Figure 5. Characterization of extra-genic suppressors reverting the biofilm formation defect of ΔrfaY cells in a transposon mutagenized library.

(A) Distribution of z-scores after enrichment for ΔrfaY double mutants that recovered the capacity for sPNAG-based biofilm formation. (B) Schematic representation of LPS structure, together with its biosynthesis genes (enzymes) in ΔrfaY cells. Secondary mutations which reverted the biofilm-formation deficiency of the ΔrfaY cells are highlighted in red. (C) LPS samples from a subset of ΔrfaY double mutants that recovered their ability to respond to sPNAG are separated on a SDS-PAGE gel. All double mutants showed truncated versions of LPS compared to the ΔrfaY cells.

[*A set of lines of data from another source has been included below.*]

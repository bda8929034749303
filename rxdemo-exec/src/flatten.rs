// Copyright 2025 Umberto Gotti <umberto.gotti@umbertogotti.dev>
// Licensed under the Apache License, Version 2.0
// http://www.apache.org/licenses/LICENSE-2.0

mod implementation;

use core::fmt;
use futures::Stream;
use rxdemo_core::Completable;

use self::implementation::{concat_impl, merge_impl, switch_impl};

/// How the inner completables produced by a flattening operator relate to each other.
#[derive(Debug, Clone, Copy, PartialEq, Eq, Hash)]
pub enum FlattenStrategy {
    /// Start every inner completable as soon as its item arrives; run them all concurrently.
    Merge,
    /// Start the next inner completable only once the previous one completed.
    Concat,
    /// Start every inner completable immediately, dropping the one still running.
    Switch,
}

impl FlattenStrategy {
    pub const ALL: [FlattenStrategy; 3] = [Self::Merge, Self::Concat, Self::Switch];

    /// Name of the operator implementing this strategy.
    pub const fn operator_name(self) -> &'static str {
        match self {
            Self::Merge => "flat_map_completable",
            Self::Concat => "concat_map_completable",
            Self::Switch => "switch_map_completable",
        }
    }
}

impl fmt::Display for FlattenStrategy {
    fn fmt(&self, f: &mut fmt::Formatter<'_>) -> fmt::Result {
        f.write_str(self.operator_name())
    }
}

/// Extension trait mapping stream items onto completables.
///
/// Every operator returns a [`Completable`] that completes once the stream has ended and
/// every inner completable it still cares about has completed. The first inner error fails
/// the result and drops whatever is still running. Nothing runs until the returned
/// completable is awaited or subscribed.
///
/// # Example
///
/// ```
/// use futures::stream;
/// use rxdemo_core::Completable;
/// use rxdemo_exec::{FlattenCompletableExt, FlattenStrategy};
///
/// # #[tokio::main]
/// # async fn main() -> rxdemo_core::Result<()> {
/// stream::iter(0..3)
///     .flatten_completable(FlattenStrategy::Concat, |i| {
///         Completable::complete().do_on_complete(move || println!("done {i}"))
///     })
///     .await
/// # }
/// ```
pub trait FlattenCompletableExt<T>: Stream<Item = T> + Sized {
    /// Merge: every inner completable runs concurrently with the others.
    fn flat_map_completable<F>(self, mapper: F) -> Completable
    where
        F: FnMut(T) -> Completable + Send + 'static;

    /// Concat: inner completables run one after another in item order.
    fn concat_map_completable<F>(self, mapper: F) -> Completable
    where
        F: FnMut(T) -> Completable + Send + 'static;

    /// Switch: a new item drops the inner completable still running for the previous one.
    ///
    /// A dropped inner completable never completes, so its completion hooks never run.
    /// After the stream ends the last inner completable is run to the end.
    fn switch_map_completable<F>(self, mapper: F) -> Completable
    where
        F: FnMut(T) -> Completable + Send + 'static;

    /// Dispatches to one of the three operators above.
    fn flatten_completable<F>(self, strategy: FlattenStrategy, mapper: F) -> Completable
    where
        F: FnMut(T) -> Completable + Send + 'static,
    {
        match strategy {
            FlattenStrategy::Merge => self.flat_map_completable(mapper),
            FlattenStrategy::Concat => self.concat_map_completable(mapper),
            FlattenStrategy::Switch => self.switch_map_completable(mapper),
        }
    }
}

impl<S, T> FlattenCompletableExt<T> for S
where
    S: Stream<Item = T> + Send + 'static,
    T: Send + 'static,
{
    fn flat_map_completable<F>(self, mapper: F) -> Completable
    where
        F: FnMut(T) -> Completable + Send + 'static,
    {
        Completable::from_action(move || merge_impl(self, mapper))
    }

    fn concat_map_completable<F>(self, mapper: F) -> Completable
    where
        F: FnMut(T) -> Completable + Send + 'static,
    {
        Completable::from_action(move || concat_impl(self, mapper))
    }

    fn switch_map_completable<F>(self, mapper: F) -> Completable
    where
        F: FnMut(T) -> Completable + Send + 'static,
    {
        Completable::from_action(move || switch_impl(self, mapper))
    }
}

LPS samples from ΔrfaY ΔrfaC and ΔrfaY ΔrfaF cells were not detectible on the gel. (D) ΔrfaY cells, expressing RFP (mCherry), and ΔrfaY ΔrfaF cells, expressing GFP, were competed against each other for biofilm formation on a glass slide surface in presence of sPNAG (top row). Three images from left to right show the red channel, green channel, and the merged version. Similar results were obtained after swapping the fluorescent markers (bottom row).